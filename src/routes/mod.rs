pub mod auth;
pub mod departments;
pub mod projects;
pub mod reports;
pub mod settings;
pub mod tickets;
pub mod users;
pub mod workflows;

use axum::extract::{FromRequest, FromRequestParts};
use axum::routing::{get, post};
use axum::Router;

use crate::error::AppError;
use crate::state::SharedState;

/// `Json` whose rejections render as the usual `{"error": ...}` 400 body.
#[derive(FromRequest)]
#[from_request(via(axum::Json), rejection(AppError))]
pub struct ApiJson<T>(pub T);

/// `Path` whose rejections render as JSON. An id that cannot be parsed names
/// no resource, so it is reported as not found.
#[derive(FromRequestParts)]
#[from_request(via(axum::extract::Path), rejection(AppError))]
pub struct ApiPath<T>(pub T);

pub fn api_routes() -> Router<SharedState> {
    Router::new()
        // Auth
        .route("/api/v1/auth/register", post(auth::register))
        .route("/api/v1/auth/login", post(auth::login))
        .route("/api/v1/auth/refresh", post(auth::refresh))
        .route("/api/v1/auth/logout", post(auth::logout))
        .route("/api/v1/auth/me", get(auth::me))
        .route("/api/v1/auth/permissions", get(auth::permissions))
        // Users
        .route("/api/v1/users", get(users::list).post(users::create))
        .route(
            "/api/v1/users/{id}",
            get(users::get).put(users::update).delete(users::delete),
        )
        // Departments
        .route("/api/v1/departments", get(departments::list))
        // Projects
        .route("/api/v1/projects", get(projects::list).post(projects::create))
        .route("/api/v1/projects/key/{key}", get(projects::get_by_key))
        .route(
            "/api/v1/projects/{id}",
            get(projects::get)
                .put(projects::update)
                .delete(projects::delete),
        )
        // Tickets
        .route("/api/v1/tickets", get(tickets::list).post(tickets::create))
        .route("/api/v1/tickets/my", get(tickets::my))
        .route("/api/v1/tickets/key/{key}", get(tickets::get_by_key))
        .route("/api/v1/tickets/{id}", get(tickets::get).put(tickets::update))
        .route("/api/v1/tickets/{id}/history", get(tickets::history))
        .route(
            "/api/v1/tickets/{id}/comments",
            get(tickets::list_comments).post(tickets::add_comment),
        )
        .route(
            "/api/v1/tickets/{id}/attachments",
            get(tickets::list_attachments).post(tickets::add_attachment),
        )
        .route(
            "/api/v1/attachments/{id}",
            get(tickets::get_attachment).delete(tickets::delete_attachment),
        )
        // Reports
        .route("/api/v1/reports/dashboard", get(reports::dashboard))
        .route("/api/v1/reports/tickets-by-status", get(reports::by_status))
        .route("/api/v1/reports/tickets-by-priority", get(reports::by_priority))
        .route(
            "/api/v1/reports/tickets-by-department",
            get(reports::by_department),
        )
        .route("/api/v1/reports/user-activity", get(reports::user_activity))
        // Workflows
        .route(
            "/api/v1/workflows",
            get(workflows::list).post(workflows::create),
        )
        .route(
            "/api/v1/workflows/{id}",
            get(workflows::get)
                .put(workflows::update)
                .delete(workflows::delete),
        )
        // Settings
        .route(
            "/api/v1/settings/permissions",
            get(settings::get_permissions)
                .put(settings::update_permission)
                .delete(settings::reset_permissions),
        )
}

--------

Your answer should be a single number: how many lines of the listing hold the string "rejections".

2